**WHAT YOU NEED TO DO**: Search the entries for the word "terms". Copy every line where it turns up.
INFORMATION PROVIDED Block Start
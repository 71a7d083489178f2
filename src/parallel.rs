//! Fork-join reduction of sums over an index range.
//!
//! The range `[0, n)` is split into [ReducerConfig::n_threads] contiguous chunks. Each worker
//! accumulates the terms of its own chunk into private storage, and the partial results
//! are added in the order of the chunks, independent of the order in which the workers
//! finish. For ball-valued sums, the result overlaps the sequential sum but
//! is not necessarily identical to it.
//!
//! ```
//! use ballistica::domains::ball::{Ball, RealBallField};
//! use ballistica::parallel::{parallel_sum, ReducerConfig};
//!
//! let field = RealBallField::new(64);
//! let config = ReducerConfig::new(3);
//! let s = parallel_sum(&field, 100, |k| Ball::from(k as i64), &config);
//! assert_eq!(s, Ball::from(4950));
//! ```

use std::ops::Range;

use rayon::{prelude::*, ThreadPool};
use smallvec::SmallVec;
use tracing::{debug, instrument};

use crate::domains::{vector::vec_add_assign, Ring};

/// Settings for parallel reductions.
#[derive(Clone, Copy, Debug, PartialEq, Eq, Hash)]
pub struct ReducerConfig {
    /// The number of worker threads, which is also the number of chunks.
    pub n_threads: usize,
}

impl Default for ReducerConfig {
    fn default() -> Self {
        Self { n_threads: 1 }
    }
}

impl ReducerConfig {
    pub fn new(n_threads: usize) -> ReducerConfig {
        if n_threads == 0 {
            panic!("The number of threads must be positive");
        }
        ReducerConfig { n_threads }
    }

    /// Create a thread pool with exactly [ReducerConfig::n_threads] workers.
    fn build_pool(&self) -> ThreadPool {
        rayon::ThreadPoolBuilder::new()
            .num_threads(self.n_threads)
            .build()
            .unwrap_or_else(|e| panic!("Could not create a thread pool: {}", e))
    }
}

/// Split `[0, n)` into `t` contiguous chunks, where chunk `i` is `[i*n/t, (i+1)*n/t)`.
/// If `t > n`, some chunks are empty.
pub fn partition(n: usize, t: usize) -> SmallVec<[Range<usize>; 8]> {
    if t == 0 {
        panic!("Cannot partition into zero chunks");
    }

    let bound = |i: usize| (i as u128 * n as u128 / t as u128) as usize;
    (0..t).map(|i| bound(i)..bound(i + 1)).collect()
}

/// Apply `f` to every chunk of `[0, n)`, in parallel. The results are ordered by chunk.
#[instrument(level = "debug", skip_all, fields(n = n, n_threads = config.n_threads))]
pub fn map_chunks<T: Send>(
    n: usize,
    f: impl Fn(Range<usize>) -> T + Sync,
    config: &ReducerConfig,
) -> Vec<T> {
    let chunks = partition(n, config.n_threads);

    if config.n_threads == 1 {
        return chunks.into_iter().map(f).collect();
    }

    debug!("Reducing {} terms in {} chunks", n, chunks.len());
    let pool = config.build_pool();
    pool.install(|| chunks.as_slice().par_iter().map(|r| f(r.clone())).collect())
}

/// Compute `sum_{k < n} term(k)` in parallel.
pub fn parallel_sum<R: Ring + Sync>(
    ring: &R,
    n: usize,
    term: impl Fn(usize) -> R::Element + Sync,
    config: &ReducerConfig,
) -> R::Element
where
    R::Element: Send,
{
    let partials = map_chunks(
        n,
        |range| {
            let mut acc = ring.zero();
            for k in range {
                ring.add_assign(&mut acc, &term(k));
            }
            acc
        },
        config,
    );

    let mut sum = ring.zero();
    for p in &partials {
        ring.add_assign(&mut sum, p);
    }
    sum
}

/// Compute a sum of vectors of length `len` over `[0, n)` in parallel. The callback
/// `add_term(k, acc)` must add the contribution of term `k` to the accumulator `acc`.
pub fn parallel_sum_series<R: Ring + Sync>(
    ring: &R,
    n: usize,
    len: usize,
    add_term: impl Fn(usize, &mut [R::Element]) + Sync,
    config: &ReducerConfig,
) -> Vec<R::Element>
where
    R::Element: Send,
{
    let partials = map_chunks(
        n,
        |range| {
            let mut acc = vec![ring.zero(); len];
            for k in range {
                add_term(k, &mut acc);
            }
            acc
        },
        config,
    );

    let mut sum = vec![ring.zero(); len];
    for p in &partials {
        vec_add_assign(ring, &mut sum, p);
    }
    sum
}
//! Complex ball arithmetic, using a rectangular representation.
//!
//! A [ComplexBall] is a pair of real [Ball]s for the real and imaginary part. It contains
//! a complex number iff both parts contain the corresponding component.

use std::{
    cmp::Ordering,
    fmt::{self, Display, Formatter},
};

use rand::Rng;
use serde::{Deserialize, Serialize};

use super::{
    ball::Ball, float::BigFloat, integer::Integer, rational::Rational, Field, InternalOrdering,
    Ring,
};

/// A complex number `re + im*i` with ball components.
#[derive(Clone, PartialEq, Eq, Hash, Serialize, Deserialize, Default)]
pub struct ComplexBall {
    pub re: Ball,
    pub im: Ball,
}

impl From<Ball> for ComplexBall {
    fn from(re: Ball) -> Self {
        ComplexBall::new(re, Ball::zero())
    }
}

impl From<i64> for ComplexBall {
    fn from(value: i64) -> Self {
        ComplexBall::from(Ball::from(value))
    }
}

impl From<(i64, i64)> for ComplexBall {
    fn from((re, im): (i64, i64)) -> Self {
        ComplexBall::new(Ball::from(re), Ball::from(im))
    }
}

impl ComplexBall {
    #[inline]
    pub fn new(re: Ball, im: Ball) -> ComplexBall {
        ComplexBall { re, im }
    }

    #[inline]
    pub const fn zero() -> ComplexBall {
        ComplexBall {
            re: Ball::zero(),
            im: Ball::zero(),
        }
    }

    #[inline]
    pub fn one() -> ComplexBall {
        ComplexBall::from(Ball::one())
    }

    /// The imaginary unit.
    #[inline]
    pub fn i() -> ComplexBall {
        ComplexBall::new(Ball::zero(), Ball::one())
    }

    /// A complex ball that contains everything.
    #[inline]
    pub const fn indeterminate() -> ComplexBall {
        ComplexBall {
            re: Ball::indeterminate(),
            im: Ball::indeterminate(),
        }
    }

    /// Create a ball containing `re + im*i`.
    pub fn from_rational(re: &Rational, im: &Rational, prec: u32) -> ComplexBall {
        ComplexBall::new(Ball::from_rational(re, prec), Ball::from_rational(im, prec))
    }

    pub fn random<R: Rng + ?Sized>(rng: &mut R, bits: u32, exp_bits: u32) -> ComplexBall {
        ComplexBall::new(
            Ball::random(rng, bits, exp_bits),
            Ball::random(rng, bits, exp_bits),
        )
    }

    #[inline]
    pub fn is_zero(&self) -> bool {
        self.re.is_zero() && self.im.is_zero()
    }

    #[inline]
    pub fn is_one(&self) -> bool {
        self.re.is_one() && self.im.is_zero()
    }

    #[inline]
    pub fn is_exact(&self) -> bool {
        self.re.is_exact() && self.im.is_exact()
    }

    #[inline]
    pub fn is_finite(&self) -> bool {
        self.re.is_finite() && self.im.is_finite()
    }

    /// Return true iff the imaginary part is exactly zero.
    #[inline]
    pub fn is_real(&self) -> bool {
        self.im.is_zero()
    }

    pub fn contains_zero(&self) -> bool {
        self.re.contains_zero() && self.im.contains_zero()
    }

    pub fn contains_float(&self, re: &BigFloat, im: &BigFloat) -> bool {
        self.re.contains_float(re) && self.im.contains_float(im)
    }

    pub fn contains_rational(&self, re: &Rational, im: &Rational) -> bool {
        self.re.contains_rational(re) && self.im.contains_rational(im)
    }

    /// Return true iff `other` is a subset of `self`.
    pub fn contains(&self, other: &ComplexBall) -> bool {
        self.re.contains(&other.re) && self.im.contains(&other.im)
    }

    pub fn overlaps(&self, other: &ComplexBall) -> bool {
        self.re.overlaps(&other.re) && self.im.overlaps(&other.im)
    }

    pub fn set_round(&self, prec: u32) -> ComplexBall {
        ComplexBall::new(self.re.set_round(prec), self.im.set_round(prec))
    }

    pub fn neg(&self) -> ComplexBall {
        ComplexBall::new(self.re.neg(), self.im.neg())
    }

    pub fn conj(&self) -> ComplexBall {
        ComplexBall::new(self.re.clone(), self.im.neg())
    }

    /// Multiply by `2^e`. This operation is exact.
    pub fn mul_2exp(&self, e: &Integer) -> ComplexBall {
        ComplexBall::new(self.re.mul_2exp(e), self.im.mul_2exp(e))
    }

    pub fn add(&self, other: &ComplexBall, prec: u32) -> ComplexBall {
        ComplexBall::new(self.re.add(&other.re, prec), self.im.add(&other.im, prec))
    }

    pub fn sub(&self, other: &ComplexBall, prec: u32) -> ComplexBall {
        ComplexBall::new(self.re.sub(&other.re, prec), self.im.sub(&other.im, prec))
    }

    pub fn mul_real(&self, other: &Ball, prec: u32) -> ComplexBall {
        ComplexBall::new(self.re.mul(other, prec), self.im.mul(other, prec))
    }

    pub fn mul(&self, other: &ComplexBall, prec: u32) -> ComplexBall {
        if self.is_real() {
            return other.mul_real(&self.re, prec);
        }
        if other.is_real() {
            return self.mul_real(&other.re, prec);
        }

        let re = self
            .re
            .mul(&other.re, prec)
            .sub(&self.im.mul(&other.im, prec), prec);
        let im = self
            .re
            .mul(&other.im, prec)
            .add(&self.im.mul(&other.re, prec), prec);
        ComplexBall::new(re, im)
    }

    pub fn sqr(&self, prec: u32) -> ComplexBall {
        let re = self.re.sqr(prec).sub(&self.im.sqr(prec), prec);
        let im = self.re.mul(&self.im, prec).mul_2exp_si(1);
        ComplexBall::new(re, im)
    }

    /// Compute `re^2 + im^2`.
    pub fn norm_squared(&self, prec: u32) -> Ball {
        self.re.sqr(prec).add(&self.im.sqr(prec), prec)
    }

    /// Divide by a real ball.
    pub fn div_real(&self, other: &Ball, prec: u32) -> ComplexBall {
        ComplexBall::new(self.re.div(other, prec), self.im.div(other, prec))
    }

    /// Compute `1 / self`. The result is indeterminate if the ball may contain zero.
    pub fn inv(&self, prec: u32) -> ComplexBall {
        if self.is_real() {
            return ComplexBall::from(self.re.inv(prec));
        }

        let wp = prec + 10;
        let d = self.norm_squared(wp);
        if d.contains_zero() {
            return ComplexBall::indeterminate();
        }
        self.conj().div_real(&d, prec)
    }

    /// Divide by `other`. The result is indeterminate if `other` may contain zero.
    pub fn div(&self, other: &ComplexBall, prec: u32) -> ComplexBall {
        if other.is_real() {
            return self.div_real(&other.re, prec);
        }

        let wp = prec + 10;
        let d = other.norm_squared(wp);
        if d.contains_zero() {
            return ComplexBall::indeterminate();
        }
        self.mul(&other.conj(), wp).div_real(&d, prec)
    }

    /// Compute `self^e` by repeated squaring.
    pub fn pow_ui(&self, mut e: u64, prec: u32) -> ComplexBall {
        if e == 0 {
            return ComplexBall::one();
        }

        let wp = prec + 2 * (64 - e.leading_zeros());
        let mut base = self.clone();
        let mut r = ComplexBall::one();
        while e > 0 {
            if e & 1 == 1 {
                r = r.mul(&base, wp);
            }
            e >>= 1;
            if e > 0 {
                base = base.sqr(wp);
            }
        }
        r.set_round(prec)
    }

    pub fn add_assign(&mut self, other: &ComplexBall, prec: u32) {
        *self = self.add(other, prec);
    }

    pub fn sub_assign(&mut self, other: &ComplexBall, prec: u32) {
        *self = self.sub(other, prec);
    }

    pub fn mul_assign(&mut self, other: &ComplexBall, prec: u32) {
        *self = self.mul(other, prec);
    }

    pub fn div_assign(&mut self, other: &ComplexBall, prec: u32) {
        *self = self.div(other, prec);
    }
}

impl InternalOrdering for ComplexBall {
    fn internal_cmp(&self, other: &Self) -> Ordering {
        self.re
            .internal_cmp(&other.re)
            .then_with(|| self.im.internal_cmp(&other.im))
    }
}

impl std::fmt::Debug for ComplexBall {
    fn fmt(&self, f: &mut Formatter<'_>) -> fmt::Result {
        write!(f, "{:?} + {:?}*i", self.re, self.im)
    }
}

impl Display for ComplexBall {
    fn fmt(&self, f: &mut Formatter<'_>) -> fmt::Result {
        if self.is_real() {
            return Display::fmt(&self.re, f);
        }

        write!(f, "{} + {}*i", self.re, self.im)
    }
}

/// The field of complex balls with a given working precision.
#[derive(Clone, Copy, PartialEq, Eq, Hash, Debug)]
pub struct ComplexBallField {
    prec: u32,
}

impl ComplexBallField {
    pub fn new(prec: u32) -> ComplexBallField {
        assert!(prec > 0, "Precision must be positive");
        ComplexBallField { prec }
    }

    #[inline]
    pub fn get_precision(&self) -> u32 {
        self.prec
    }
}

impl Display for ComplexBallField {
    fn fmt(&self, f: &mut Formatter<'_>) -> fmt::Result {
        write!(f, "CB{}", self.prec)
    }
}

impl Ring for ComplexBallField {
    type Element = ComplexBall;

    #[inline]
    fn add(&self, a: &Self::Element, b: &Self::Element) -> Self::Element {
        a.add(b, self.prec)
    }

    #[inline]
    fn sub(&self, a: &Self::Element, b: &Self::Element) -> Self::Element {
        a.sub(b, self.prec)
    }

    #[inline]
    fn mul(&self, a: &Self::Element, b: &Self::Element) -> Self::Element {
        a.mul(b, self.prec)
    }

    #[inline]
    fn add_assign(&self, a: &mut Self::Element, b: &Self::Element) {
        a.add_assign(b, self.prec);
    }

    #[inline]
    fn sub_assign(&self, a: &mut Self::Element, b: &Self::Element) {
        a.sub_assign(b, self.prec);
    }

    #[inline]
    fn mul_assign(&self, a: &mut Self::Element, b: &Self::Element) {
        a.mul_assign(b, self.prec);
    }

    fn add_mul_assign(&self, a: &mut Self::Element, b: &Self::Element, c: &Self::Element) {
        a.add_assign(&b.mul(c, self.prec), self.prec);
    }

    fn sub_mul_assign(&self, a: &mut Self::Element, b: &Self::Element, c: &Self::Element) {
        a.sub_assign(&b.mul(c, self.prec), self.prec);
    }

    #[inline]
    fn neg(&self, a: &Self::Element) -> Self::Element {
        a.neg()
    }

    #[inline]
    fn zero(&self) -> Self::Element {
        ComplexBall::zero()
    }

    #[inline]
    fn one(&self) -> Self::Element {
        ComplexBall::one()
    }

    fn nth(&self, n: i64) -> Self::Element {
        ComplexBall::from(n).set_round(self.prec)
    }

    fn pow(&self, b: &Self::Element, e: u64) -> Self::Element {
        b.pow_ui(e, self.prec)
    }

    #[inline]
    fn is_zero(a: &Self::Element) -> bool {
        a.is_zero()
    }

    #[inline]
    fn is_one(&self, a: &Self::Element) -> bool {
        a.is_one()
    }

    fn try_div(&self, a: &Self::Element, b: &Self::Element) -> Option<Self::Element> {
        if b.contains_zero() {
            None
        } else {
            let r = a.div(b, self.prec);
            if r.re.is_nan() {
                None
            } else {
                Some(r)
            }
        }
    }

    fn sample(&self, rng: &mut impl rand::RngCore, range: (i64, i64)) -> Self::Element {
        ComplexBall::from((
            rng.gen_range(range.0..range.1),
            rng.gen_range(range.0..range.1),
        ))
        .set_round(self.prec)
    }

    fn format<W: std::fmt::Write>(
        &self,
        element: &Self::Element,
        f: &mut W,
    ) -> Result<(), std::fmt::Error> {
        write!(f, "{}", element)
    }
}

impl Field for ComplexBallField {
    #[inline]
    fn div(&self, a: &Self::Element, b: &Self::Element) -> Self::Element {
        a.div(b, self.prec)
    }

    #[inline]
    fn div_assign(&self, a: &mut Self::Element, b: &Self::Element) {
        a.div_assign(b, self.prec);
    }

    #[inline]
    fn inv(&self, a: &Self::Element) -> Self::Element {
        a.inv(self.prec)
    }
}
INFORMATION PROVIDED Block End
**TASK RESPONSE**:
//! accumulates the terms of its own chunk into private storage, and the partial results
    debug!("Reducing {} terms in {} chunks", n, chunks.len());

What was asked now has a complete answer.